Case 3: Pulmonary Embolism
- pH 7.52, PaCO2 28 mmHg, HCO3 22 mEq/L, PO2 62 mmHg
- Interpretation: Respiratory alkalosis from hyperventilation; calculate A-a gradient to assess gas exchange defect 1.
Case 4: Mixed Disorder - Septic Shock
- pH 7.35, PaCO2 30 mmHg, HCO3 16 mEq/L, Anion Gap 22, Lactate 8 mmol/L
- Interpretation: Mixed metabolic acidosis (lactic acidosis) with respiratory alkalosis; delta ratio helps identify concurrent processes 1.
Case 5: Chronic Kidney Disease with Vomiting
- pH 7.48, PaCO2 48 mmHg, HCO3 35 mEq/L
- Interpretation: Metabolic alkalosis (from vomiting) with respiratory compensation; chronic kidney disease contributes to baseline bicarbonate elevation 1.
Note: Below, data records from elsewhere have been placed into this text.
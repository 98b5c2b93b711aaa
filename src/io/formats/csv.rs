//! CSV format adapter for import/export.
//!
//! The header row must name each of the fifteen encounter columns exactly
//! once, in any order. That order becomes the column layout of the load and
//! is reproduced on export.

use crate::io::traits::{ExportSink, ImportSource};
use crate::io::validation::build_record;
use crate::models::{Document, Field, Record};
use crate::{Error, Result};
use std::collections::BTreeMap;
use std::io::{Read, Write};

/// CSV import source.
///
/// Reads delimited files whose first row is the header.
pub struct CsvImportSource<R: Read> {
    /// CSV reader.
    reader: csv::Reader<R>,
    /// Column layout in source order.
    columns: Vec<Field>,
    /// Position of each field within a row.
    positions: BTreeMap<Field, usize>,
    /// 1-based number of the last data row read.
    row: usize,
}

/// Maps header names to fields, rejecting unknown, repeated and missing
/// columns.
fn map_headers(headers: &csv::StringRecord) -> Result<(Vec<Field>, BTreeMap<Field, usize>)> {
    let mut columns = Vec::with_capacity(headers.len());
    let mut positions = BTreeMap::new();

    for (i, header) in headers.iter().enumerate() {
        let field = Field::parse(header)
            .ok_or_else(|| Error::InvalidInput(format!("unknown column '{header}'")))?;
        if positions.insert(field, i).is_some() {
            return Err(Error::InvalidInput(format!(
                "column '{field}' appears more than once"
            )));
        }
        columns.push(field);
    }

    let missing: Vec<&str> = Field::ALL
        .iter()
        .filter(|f| !positions.contains_key(f))
        .map(|f| f.name())
        .collect();
    if !missing.is_empty() {
        return Err(Error::InvalidInput(format!(
            "missing column(s): {}",
            missing.join(", ")
        )));
    }

    Ok((columns, positions))
}

/// Converts a csv error, keeping I/O failures apart from malformed content.
fn read_error(row: usize, e: &csv::Error) -> Error {
    if e.is_io_error() {
        Error::OperationFailed {
            operation: "read_csv".to_string(),
            cause: e.to_string(),
        }
    } else {
        Error::Parse {
            row,
            cause: e.to_string(),
        }
    }
}

impl<R: Read> CsvImportSource<R> {
    /// Creates a new CSV import source with `,` as delimiter.
    ///
    /// # Errors
    ///
    /// Returns an error if headers cannot be read or do not name the
    /// encounter columns exactly once each.
    pub fn new(reader: R) -> Result<Self> {
        Self::with_delimiter(reader, b',')
    }

    /// Creates a new CSV import source with a custom delimiter.
    ///
    /// # Errors
    ///
    /// Returns an error if headers cannot be read or do not name the
    /// encounter columns exactly once each.
    pub fn with_delimiter(reader: R, delimiter: u8) -> Result<Self> {
        let mut csv_reader = csv::ReaderBuilder::new()
            .has_headers(true)
            .delimiter(delimiter)
            .trim(csv::Trim::All)
            .from_reader(reader);

        let headers = csv_reader.headers().map_err(|e| read_error(0, &e))?.clone();
        let (columns, positions) = map_headers(&headers)?;

        Ok(Self {
            reader: csv_reader,
            columns,
            positions,
            row: 0,
        })
    }

    /// Parses a row into a typed record.
    fn parse_record(&self, record: &csv::StringRecord) -> Result<Record> {
        build_record(self.row, |field| {
            self.positions
                .get(&field)
                .and_then(|&i| record.get(i))
                .unwrap_or("")
        })
    }
}

impl<R: Read> ImportSource for CsvImportSource<R> {
    fn columns(&self) -> &[Field] {
        &self.columns
    }

    fn next(&mut self) -> Result<Option<Record>> {
        let mut record = csv::StringRecord::new();

        let has_record = self
            .reader
            .read_record(&mut record)
            .map_err(|e| read_error(self.row + 1, &e))?;
        if !has_record {
            return Ok(None);
        }

        self.row += 1;
        self.parse_record(&record).map(Some)
    }
}

/// CSV export sink.
///
/// Writes documents as rows under a header of the given columns. A field a
/// document lacks is written as an empty value.
pub struct CsvExportSink<W: Write> {
    writer: csv::Writer<W>,
    columns: Vec<String>,
    /// Whether headers have been written.
    headers_written: bool,
}

impl<W: Write> CsvExportSink<W> {
    /// Creates a new CSV export sink with `,` as delimiter.
    #[must_use]
    pub fn new(writer: W, columns: Vec<String>) -> Self {
        Self::with_delimiter(writer, columns, b',')
    }

    /// Creates a new CSV export sink with a custom delimiter.
    #[must_use]
    pub fn with_delimiter(writer: W, columns: Vec<String>, delimiter: u8) -> Self {
        let csv_writer = csv::WriterBuilder::new()
            .has_headers(false) // We write headers manually
            .delimiter(delimiter)
            .from_writer(writer);

        Self {
            writer: csv_writer,
            columns,
            headers_written: false,
        }
    }

    /// Writes headers if not already written.
    fn ensure_headers(&mut self) -> Result<()> {
        if !self.headers_written && !self.columns.is_empty() {
            self.writer
                .write_record(&self.columns)
                .map_err(|e| Error::OperationFailed {
                    operation: "write_csv_headers".to_string(),
                    cause: e.to_string(),
                })?;
            self.headers_written = true;
        }
        Ok(())
    }
}

impl<W: Write> ExportSink for CsvExportSink<W> {
    fn write(&mut self, document: &Document) -> Result<()> {
        self.ensure_headers()?;

        let row: Vec<String> = self
            .columns
            .iter()
            .map(|column| {
                document
                    .get(column)
                    .map(crate::models::Value::to_csv_field)
                    .unwrap_or_default()
            })
            .collect();

        self.writer
            .write_record(&row)
            .map_err(|e| Error::OperationFailed {
                operation: "write_csv".to_string(),
                cause: e.to_string(),
            })
    }

    fn finalize(mut self: Box<Self>) -> Result<()> {
        self.ensure_headers()?;
        self.writer.flush().map_err(|e| Error::OperationFailed {
            operation: "flush_csv".to_string(),
            cause: e.to_string(),
        })
    }
}

#[cfg(test)]
mod tests {
    #![allow(clippy::unwrap_used)]

    use super::*;
    use crate::models::Value;
    use crate::models::fixtures::{date, record};
    use std::io::Cursor;

    const HEADER: &str = "Name,Age,Gender,Blood Type,Medical Condition,Date of Admission,Doctor,Hospital,Insurance Provider,Billing Amount,Room Number,Admission Type,Discharge Date,Medication,Test Results";

    fn source(body: &str) -> Result<CsvImportSource<Cursor<String>>> {
        CsvImportSource::new(Cursor::new(format!("{HEADER}\n{body}")))
    }

    #[test]
    fn test_import_basic_csv() {
        let mut source = source(
            "Bobby JacksOn,30,Male,B-,Cancer,2024-01-31,Matthew Smith,Sons and Miller,Blue Cross,18856.281305978155,328,Urgent,2024-02-02,Paracetamol,Normal\n\
             LesLie TErRy,62,Male,A+,Obesity,2019-08-20,Samantha Davies,Kim Inc,Medicare,33643.327286577885,265,Emergency,2019-08-26,Ibuprofen,Inconclusive\n",
        )
        .unwrap();

        assert_eq!(source.columns(), &Field::ALL);

        let first = source.next().unwrap().unwrap();
        assert_eq!(first.name, "Bobby JacksOn");
        assert_eq!(first.age, 30);
        assert_eq!(first.date_of_admission, date(2024, 1, 31));

        let second = source.next().unwrap().unwrap();
        assert_eq!(second.name, "LesLie TErRy");
        assert_eq!(second.room_number, "265");

        assert!(source.next().unwrap().is_none());
    }

    #[test]
    fn test_import_reordered_headers() {
        let input = "Test Results,Medication,Discharge Date,Admission Type,Room Number,Billing Amount,Insurance Provider,Hospital,Doctor,Date of Admission,Medical Condition,Blood Type,Gender,Age,Name\n\
                     Normal,Aspirin,2020-01-05,Elective,101,250.5,Aetna,General,Dr. Who,2020-01-01,Asthma,O+,Female,40,Ada\n";
        let mut source = CsvImportSource::new(Cursor::new(input)).unwrap();

        assert_eq!(source.columns()[0], Field::TestResults);
        assert_eq!(source.columns()[14], Field::Name);

        let record = source.next().unwrap().unwrap();
        assert_eq!(record.name, "Ada");
        assert_eq!(record.age, 40);
        assert!((record.billing_amount - 250.5).abs() < f64::EPSILON);
    }

    #[test]
    fn test_import_semicolon_delimiter() {
        let input = format!(
            "{}\nAda;40;Female;O+;Asthma;2020-01-01;Dr. Who;General;Aetna;250.5;101;Elective;2020-01-05;Aspirin;Normal\n",
            HEADER.replace(',', ";")
        );
        let mut source = CsvImportSource::with_delimiter(Cursor::new(input), b';').unwrap();
        assert_eq!(source.next().unwrap().unwrap().name, "Ada");
    }

    #[test]
    fn test_import_missing_column() {
        let input = "Name,Age\nAda,40\n";
        let err = CsvImportSource::new(Cursor::new(input)).err().unwrap();
        assert!(err.to_string().contains("missing column(s): Gender"));
    }

    #[test]
    fn test_import_unknown_and_repeated_columns() {
        let unknown = format!("{HEADER},Notes\n");
        let err = CsvImportSource::new(Cursor::new(unknown)).err().unwrap();
        assert!(err.to_string().contains("unknown column 'Notes'"));

        let repeated = format!("{HEADER},Age\n");
        let err = CsvImportSource::new(Cursor::new(repeated)).err().unwrap();
        assert!(err.to_string().contains("'Age' appears more than once"));
    }

    #[test]
    fn test_import_coercion_failure_names_row() {
        let mut source = source(
            "Ada,40,Female,O+,Asthma,2020-01-01,Dr. Who,General,Aetna,250.5,101,Elective,2020-01-05,Aspirin,Normal\n\
             Bob,forty,Male,O+,Asthma,2020-01-01,Dr. Who,General,Aetna,250.5,101,Elective,2020-01-05,Aspirin,Normal\n",
        )
        .unwrap();

        assert!(source.next().unwrap().is_some());
        let err = source.next().unwrap_err();
        assert!(matches!(err, Error::Coercion { row: 2, .. }));
    }

    #[test]
    fn test_import_ragged_row_is_parse_error() {
        let mut source = source("Ada,40,Female\n").unwrap();
        let err = source.next().unwrap_err();
        assert!(matches!(err, Error::Parse { row: 1, .. }));
    }

    #[test]
    fn test_export_csv() {
        let columns: Vec<String> = Field::ALL.iter().map(|f| f.name().to_string()).collect();
        let document = record("Ada", date(2020, 1, 1), date(2020, 1, 5)).to_document(&Field::ALL);

        let mut output = Vec::new();
        {
            let mut sink = CsvExportSink::new(&mut output, columns);
            sink.write(&document).unwrap();
            Box::new(sink).finalize().unwrap();
        }

        let output_str = String::from_utf8(output).unwrap();
        let mut lines = output_str.lines();
        assert_eq!(lines.next(), Some(HEADER));
        assert_eq!(
            lines.next(),
            Some(
                "Ada,30,Male,B-,Cancer,2020-01-01,Matthew Smith,Sons and Miller,Blue Cross,18856.28,328,Urgent,2020-01-05,Paracetamol,Normal"
            )
        );
        assert!(lines.next().is_none());
    }

    #[test]
    fn test_export_missing_field_is_empty() {
        let mut output = Vec::new();
        {
            let mut sink =
                CsvExportSink::new(&mut output, vec!["Name".to_string(), "Age".to_string()]);
            sink.write(&Document::new().with("Name", "Ada")).unwrap();
            sink.write(&Document::new().with("Age", Value::Int(3))).unwrap();
            Box::new(sink).finalize().unwrap();
        }
        assert_eq!(String::from_utf8(output).unwrap(), "Name,Age\nAda,\n,3\n");
    }

    #[test]
    fn test_export_quotes_embedded_delimiters() {
        let mut output = Vec::new();
        {
            let mut sink = CsvExportSink::new(&mut output, vec!["Hospital".to_string()]);
            sink.write(&Document::new().with("Hospital", "Smith, Jones and Sons"))
                .unwrap();
            Box::new(sink).finalize().unwrap();
        }
        assert_eq!(
            String::from_utf8(output).unwrap(),
            "Hospital\n\"Smith, Jones and Sons\"\n"
        );
    }
}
Take-Home Messages (Final Slide)
- Always use the systematic three-step approach: pH → PaCO2 → HCO3/Base Excess 1, 2.
- Normal SpO2 never excludes acid-base disturbances or hypercapnia—when in doubt, check ABG 1, 3.
- Repeat ABG after every oxygen titration in patients with baseline hypercapnia or risk factors for CO2 retention 1, 3.
- Initiate NIV when pH <7.35 and PaCO2 >49 mmHg despite optimal medical therapy 1, 2.
- Calculate delta ratio in metabolic acidosis to identify mixed disorders that change treatment priorities 1.
Engagement Strategies Throughout
- Use real patient cases with clinical photos showing respiratory distress 3.
- Include interactive polling for each MCQ using audience response systems.
- Show actual ABG printouts to familiarize learners with report formats 4, 5.
- Demonstrate common errors: giving high-flow oxygen to COPD patients without ABG monitoring, missing mixed disorders, delaying NIV in severe acidosis 1, 2, 3.
- Use color-coded algorithms showing decision pathways for oxygen titration and ventilatory support 2.